Towards coercion-free interviewing and fair administration of justice in West Africa: CTI Professional Training Workshop report is out!

Today, the Convention against Torture Initiative (CTI) releases the report of the Professional Training Workshop on “Investigative Interviewing for Fair and Effective Administration of Justice”. Hosted by the CTI Core State of Ghana, and held in partnership with the Norwegian Centre for Human Rights (NCHR) with the support of the Committee for the Prevention of Torture in Africa (CPTA), the event was held online from 13 to 15 April 2021 for representatives of five West African States. The report contains a summary of the discussions held and captures several good State practices shared on legislative and procedural steps taken to reduce risks of coerced confessions and preventing torture and ill-treatment in police custody and during criminal investigations.
Investigative Interviewing

The first training workshop of its kind organised by CTI, the event brought together 30 participants from police, law enforcement and the wider justice system from The Gambia, Ghana, Liberia, Nigeria, and Sierra Leone, alongside experts in the field of police interviewing, forensic psychology, and torture prevention.
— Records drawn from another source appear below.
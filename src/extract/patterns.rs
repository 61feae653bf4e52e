//! Compiled scan patterns
//!
//! Each pattern is compiled once per process and shared by all workers.

use regex::Regex;
use std::sync::OnceLock;

static CLASS_DECL_RE: OnceLock<Regex> = OnceLock::new();
static PACKAGE_DECL_RE: OnceLock<Regex> = OnceLock::new();
static PRIVATE_FIELD_RE: OnceLock<Regex> = OnceLock::new();
static METHOD_HEADER_RE: OnceLock<Regex> = OnceLock::new();
static METHOD_BODY_HEADER_RE: OnceLock<Regex> = OnceLock::new();
static TYPE_NAME_RE: OnceLock<Regex> = OnceLock::new();
static EXTENDS_RE: OnceLock<Regex> = OnceLock::new();
static CALL_RECEIVER_RE: OnceLock<Regex> = OnceLock::new();
static ACCESSOR_CALL_RE: OnceLock<Regex> = OnceLock::new();

/// `public class Name`, capture 1 is the class name
pub(crate) fn class_decl() -> &'static Regex {
    CLASS_DECL_RE.get_or_init(|| Regex::new(r"public\s+class\s+(\w+)").expect("valid regex"))
}

/// `package a.b.c`, capture 1 is the dotted name
pub(crate) fn package_decl() -> &'static Regex {
    PACKAGE_DECL_RE.get_or_init(|| Regex::new(r"package\s+([\w.]+)").expect("valid regex"))
}

/// Indented private field declaration, capture 1 is the declared identifier
pub(crate) fn private_field() -> &'static Regex {
    PRIVATE_FIELD_RE.get_or_init(|| {
        Regex::new(r"(?m)^\s+private\s+\w+[\w<>\[\],\s]*\s+(\w+)\s*[=;]").expect("valid regex")
    })
}

/// Indented method header up to its opening parenthesis.
/// Capture 1 is the visibility, capture 2 the method name.
pub(crate) fn method_header() -> &'static Regex {
    METHOD_HEADER_RE.get_or_init(|| {
        Regex::new(r"(?m)^\s+(public|private|protected)\s+[\w<>\[\]]+\s+(\w+)\s*\(")
            .expect("valid regex")
    })
}

/// Method header through the opening brace of its body (not line-anchored)
pub(crate) fn method_body_header() -> &'static Regex {
    METHOD_BODY_HEADER_RE.get_or_init(|| {
        Regex::new(r"(public|private|protected)\s+[\w<>\[\]]+\s+\w+\s*\([^)]*\)\s*\{")
            .expect("valid regex")
    })
}

/// Capitalized identifier of at least two characters
pub(crate) fn type_name() -> &'static Regex {
    TYPE_NAME_RE.get_or_init(|| Regex::new(r"\b([A-Z]\w+)\b").expect("valid regex"))
}

pub(crate) fn extends() -> &'static Regex {
    EXTENDS_RE.get_or_init(|| Regex::new(r"extends\s+\w+").expect("valid regex"))
}

/// `receiver.method(`, capture 1 is the receiver
pub(crate) fn call_receiver() -> &'static Regex {
    CALL_RECEIVER_RE.get_or_init(|| Regex::new(r"(\w+)\.\w+\(").expect("valid regex"))
}

/// `receiver.getX(` / `receiver.setX(`, capture 1 is the receiver
pub(crate) fn accessor_call() -> &'static Regex {
    ACCESSOR_CALL_RE
        .get_or_init(|| Regex::new(r"\b(\w+)\.(?:get|set)\w+\(").expect("valid regex"))
}
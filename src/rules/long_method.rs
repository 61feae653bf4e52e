//! Long method rule (S1067)
//!
//! Fires when the longest method body has more than 40 code lines.

use crate::models::{MetricRecord, Severity, SmellLabel};
use crate::rules::base::{Rule, RuleConfig};

pub struct LongMethodRule {
    /// Body code lines above which a method is too long
    max_lines: usize,
    severity: Severity,
}

impl LongMethodRule {
    pub fn new() -> Self {
        Self {
            max_lines: 40,
            severity: Severity::Major,
        }
    }

    /// Create with custom config (reads `max_lines`)
    pub fn with_config(config: &RuleConfig) -> Self {
        let defaults = Self::new();
        Self {
            max_lines: config.get_option_or("max_lines", defaults.max_lines),
            severity: config.severity.unwrap_or(defaults.severity),
        }
    }
}

impl Default for LongMethodRule {
    fn default() -> Self {
        Self::new()
    }
}

impl Rule for LongMethodRule {
    fn id(&self) -> &'static str {
        "S1067"
    }

    fn name(&self) -> &'static str {
        "long-method"
    }

    fn label(&self) -> SmellLabel {
        SmellLabel::LongMethod
    }

    fn description(&self) -> &'static str {
        "Detects classes whose longest method exceeds 40 code lines"
    }

    fn severity(&self) -> Severity {
        self.severity
    }

    fn evaluate(&self, record: &MetricRecord) -> Option<String> {
        (record.max_method_loc > self.max_lines).then(|| {
            format!(
                "LongMethod: longest method in '{}' has {} lines",
                record.class_name, record.max_method_loc
            )
        })
    }
}

#[cfg(test)]
mod tests {
    use super::*;

    fn record(max_method_loc: usize) -> MetricRecord {
        MetricRecord {
            class_name: "Calc".into(),
            max_method_loc,
            noc: 1,
            ..Default::default()
        }
    }

    #[test]
    fn test_boundary() {
        let rule = LongMethodRule::new();
        assert_eq!(
            rule.evaluate(&record(41)).as_deref(),
            Some("LongMethod: longest method in 'Calc' has 41 lines")
        );
        assert!(rule.evaluate(&record(40)).is_none());
    }

    #[test]
    fn test_custom_max_lines() {
        let config = RuleConfig::new().with_option("max_lines", serde_json::json!(10));
        let rule = LongMethodRule::with_config(&config);
        assert!(rule.evaluate(&record(11)).is_some());
        assert!(rule.evaluate(&record(10)).is_none());
    }
}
Discussions ranged over a variety of topics and themes, including on the human rights implications of investigative interviewing and associated safeguards against torture and ill-treatment; human memory and core communication; the stages of an investigative interview and challenges and opportunities for effective investigative interviewing implementation in West Africa.

Some of the key takeaways from the workshop highlighted in the report include:

  • The importance of moving away from confession-oriented criminal justice systems where confessions are seen as the primary source of evidence, which improperly incentivise resorting to torture and other forms of ill-treatment and lead to miscarriages of justice and wrongful convictions;
  • The benefits of implementing investigative interviewing, including: a) a coercion-free, rapport-building method that allows gathering of reliable and actionable evidence whilst respecting the human rights of suspects, witnesses, and victims; b) improving the effectiveness and quality of criminal investigations conducted; and c) increasing public trust in and transparency of police and law enforcement institutions and their methods.
  • Implementing investigative interviewing is to go hand in hand with the implementation of legal and procedural safeguards against torture and ill-treatment before, during and after questioning suspects, witnesses, and victims. Particularly, since interviewing does not happen in isolation, what happens before and after an interview affects its efficacy.
  • Understanding how human memory works and how easily it can get contaminated is key to learning how to communicate effectively with suspects, witnesses, and victims during questioning and criminal investigations.
  • Challenges affecting the implementation of investigative interviewing needing to be addressed include: high number of cases and pressure from superior officers to close investigations, thereby increasing reliance on coercive methods; lack of technological and forensics equipment, hindering efforts to investigate serious offences; or a lack of sufficient lawyers to guarantee prompt access and their presence during police questioning.

A second component of this professional training workshop is expected to be hosted by the Government of Ghana in Accra when international travel restrictions allow.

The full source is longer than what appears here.